Collected data
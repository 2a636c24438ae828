// src/features.rs
//! Точечные особенности: опасности, ресурсы, ориентиры
//!
//! Последний слой конвейера. Читает готовые карты и расставляет точки:
//! камнепады под осыпными склонами, провалы над воронками, родниковую воду,
//! каменные выходы, строевой лес, вершины и входы в пещеры.

use rand::{Rng, SeedableRng};
use rand_chacha::ChaCha8Rng;
use serde::{Deserialize, Serialize};

use crate::error::GenerationError;
use crate::geology::{GeologyMap, TerrainFeature};
use crate::hydrology::HydrologyMap;
use crate::seed::{MapSeed, layer};
use crate::topography::TopographyMap;
use crate::vegetation::VegetationMap;

/// Потолок точек одной категории на карте
const CATEGORY_CAP: usize = 6;

#[derive(Debug, Clone, Copy, PartialEq, Eq, Serialize, Deserialize)]
pub enum PointFeatureKind {
    RockfallHazard,
    SinkholeCollapse,
    SpringWater,
    StoneOutcrop,
    TimberStand,
    Summit,
    CaveMouth,
}

#[derive(Debug, Clone, Copy, PartialEq, Eq, Serialize, Deserialize)]
pub enum PointFeatureCategory {
    Hazard,
    Resource,
    Landmark,
}

impl PointFeatureKind {
    #[must_use]
    pub fn category(self) -> PointFeatureCategory {
        match self {
            PointFeatureKind::RockfallHazard | PointFeatureKind::SinkholeCollapse => {
                PointFeatureCategory::Hazard
            }
            PointFeatureKind::SpringWater
            | PointFeatureKind::StoneOutcrop
            | PointFeatureKind::TimberStand => PointFeatureCategory::Resource,
            PointFeatureKind::Summit | PointFeatureKind::CaveMouth => {
                PointFeatureCategory::Landmark
            }
        }
    }
}

#[derive(Debug, Clone, Copy, PartialEq, Eq, Serialize, Deserialize)]
pub struct PointFeature {
    pub kind: PointFeatureKind,
    pub x: usize,
    pub y: usize,
}

/// Карта точечных особенностей
#[derive(Debug, Clone, Serialize, Deserialize)]
pub struct FeatureMap {
    pub width: usize,
    pub height: usize,
    pub points: Vec<PointFeature>,
}

impl FeatureMap {
    #[must_use]
    pub fn count_of(&self, category: PointFeatureCategory) -> usize {
        self.points
            .iter()
            .filter(|p| p.kind.category() == category)
            .count()
    }
}

/// Генерирует слой точечных особенностей
pub fn generate_features(
    geology: &GeologyMap,
    topography: &TopographyMap,
    hydrology: &HydrologyMap,
    vegetation: &VegetationMap,
    seed: MapSeed,
) -> Result<FeatureMap, GenerationError> {
    let width = topography.width;
    let height = topography.height;
    let mut rng = ChaCha8Rng::seed_from_u64(seed.layer_seed(layer::FEATURES));
    let mut points = Vec::new();

    // Опасности: камнепад на крутой осыпи, провал над воронкой
    let mut hazards = Vec::new();
    for y in 0..height {
        for x in 0..width {
            let i = y * width + x;
            let tile = &geology.tiles[i];
            if topography.slope[i] > 35.0 && tile.terrain_features.contains(&TerrainFeature::Talus)
            {
                hazards.push(PointFeature {
                    kind: PointFeatureKind::RockfallHazard,
                    x,
                    y,
                });
            } else if tile.terrain_features.contains(&TerrainFeature::Sinkhole) {
                hazards.push(PointFeature {
                    kind: PointFeatureKind::SinkholeCollapse,
                    x,
                    y,
                });
            }
        }
    }
    points.extend(cap_category(hazards, &mut rng));

    // Ресурсы: вода родников, каменные выходы, строевой лес
    let mut resources: Vec<PointFeature> = hydrology
        .springs
        .iter()
        .map(|&(x, y)| PointFeature {
            kind: PointFeatureKind::SpringWater,
            x,
            y,
        })
        .collect();
    for y in 0..height {
        for x in 0..width {
            let i = y * width + x;
            if geology.tiles[i]
                .terrain_features
                .iter()
                .any(|f| f.is_bare_rock())
            {
                resources.push(PointFeature {
                    kind: PointFeatureKind::StoneOutcrop,
                    x,
                    y,
                });
            } else if vegetation.tree_density[i] > 0.8 {
                resources.push(PointFeature {
                    kind: PointFeatureKind::TimberStand,
                    x,
                    y,
                });
            }
        }
    }
    points.extend(cap_category(resources, &mut rng));

    // Ориентиры: локальные вершины и входы в пещеры
    let mut landmarks = Vec::new();
    for y in 0..height {
        for x in 0..width {
            let i = y * width + x;
            if is_local_summit(topography, x, y) {
                landmarks.push(PointFeature {
                    kind: PointFeatureKind::Summit,
                    x,
                    y,
                });
            } else if geology.tiles[i]
                .terrain_features
                .contains(&TerrainFeature::Cave)
            {
                landmarks.push(PointFeature {
                    kind: PointFeatureKind::CaveMouth,
                    x,
                    y,
                });
            }
        }
    }
    points.extend(cap_category(landmarks, &mut rng));

    Ok(FeatureMap {
        width,
        height,
        points,
    })
}

/// Все 8 соседей строго ниже
fn is_local_summit(topography: &TopographyMap, x: usize, y: usize) -> bool {
    let own = topography.elevation_at(x, y);
    let mut has_neighbor = false;
    for dy in -1i32..=1 {
        for dx in -1i32..=1 {
            if dx == 0 && dy == 0 {
                continue;
            }
            let nx = x as i32 + dx;
            let ny = y as i32 + dy;
            if nx < 0
                || nx >= topography.width as i32
                || ny < 0
                || ny >= topography.height as i32
            {
                continue;
            }
            has_neighbor = true;
            if topography.elevation_at(nx as usize, ny as usize) >= own {
                return false;
            }
        }
    }
    has_neighbor
}

/// Детерминированно прореживает кандидатов до потолка категории
fn cap_category(mut candidates: Vec<PointFeature>, rng: &mut ChaCha8Rng) -> Vec<PointFeature> {
    while candidates.len() > CATEGORY_CAP {
        let victim = rng.gen_range(0..candidates.len());
        candidates.remove(victim);
    }
    candidates
}

#[cfg(test)]
mod tests {
    use super::*;
    use crate::config::{
        Biome, HydrologyConfig, TacticalMapContext, TopographyConfig, VegetationConfig,
    };
    use crate::geology::generate_geology;
    use crate::hydrology::generate_hydrology;
    use crate::topography::generate_topography;
    use crate::vegetation::generate_vegetation;

    fn build(seed: u64) -> FeatureMap {
        let context = TacticalMapContext {
            biome: Biome::Mountain,
            ..TacticalMapContext::default()
        };
        let map_seed = MapSeed::from_u64(seed);
        let geology = generate_geology(30, 30, &context, map_seed).unwrap();
        let topography = generate_topography(
            &geology,
            &context,
            &TopographyConfig { ruggedness: 2.0 },
            map_seed,
        )
        .unwrap();
        let hydrology = generate_hydrology(
            &geology,
            &topography,
            &context,
            &HydrologyConfig::default(),
            map_seed,
        )
        .unwrap();
        let vegetation = generate_vegetation(
            &topography,
            &hydrology,
            &context,
            &VegetationConfig::default(),
            map_seed,
        )
        .unwrap();
        generate_features(&geology, &topography, &hydrology, &vegetation, map_seed).unwrap()
    }

    #[test]
    fn categories_respect_cap() {
        let map = build(71);
        assert!(map.count_of(PointFeatureCategory::Hazard) <= CATEGORY_CAP);
        assert!(map.count_of(PointFeatureCategory::Resource) <= CATEGORY_CAP);
        assert!(map.count_of(PointFeatureCategory::Landmark) <= CATEGORY_CAP);
    }

    #[test]
    fn deterministic() {
        let a = build(72);
        let b = build(72);
        assert_eq!(a.points, b.points);
    }

    #[test]
    fn points_lie_inside_grid() {
        let map = build(73);
        for p in &map.points {
            assert!(p.x < map.width);
            assert!(p.y < map.height);
        }
    }
}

→ TASK BRIEF:
If a line in the records above holds the string "hazards", copy it.

→ EXERCISE RESPONSE:
    let mut hazards = Vec::new();
                hazards.push(PointFeature {
                hazards.push(PointFeature {
    points.extend(cap_category(hazards, &mut rng));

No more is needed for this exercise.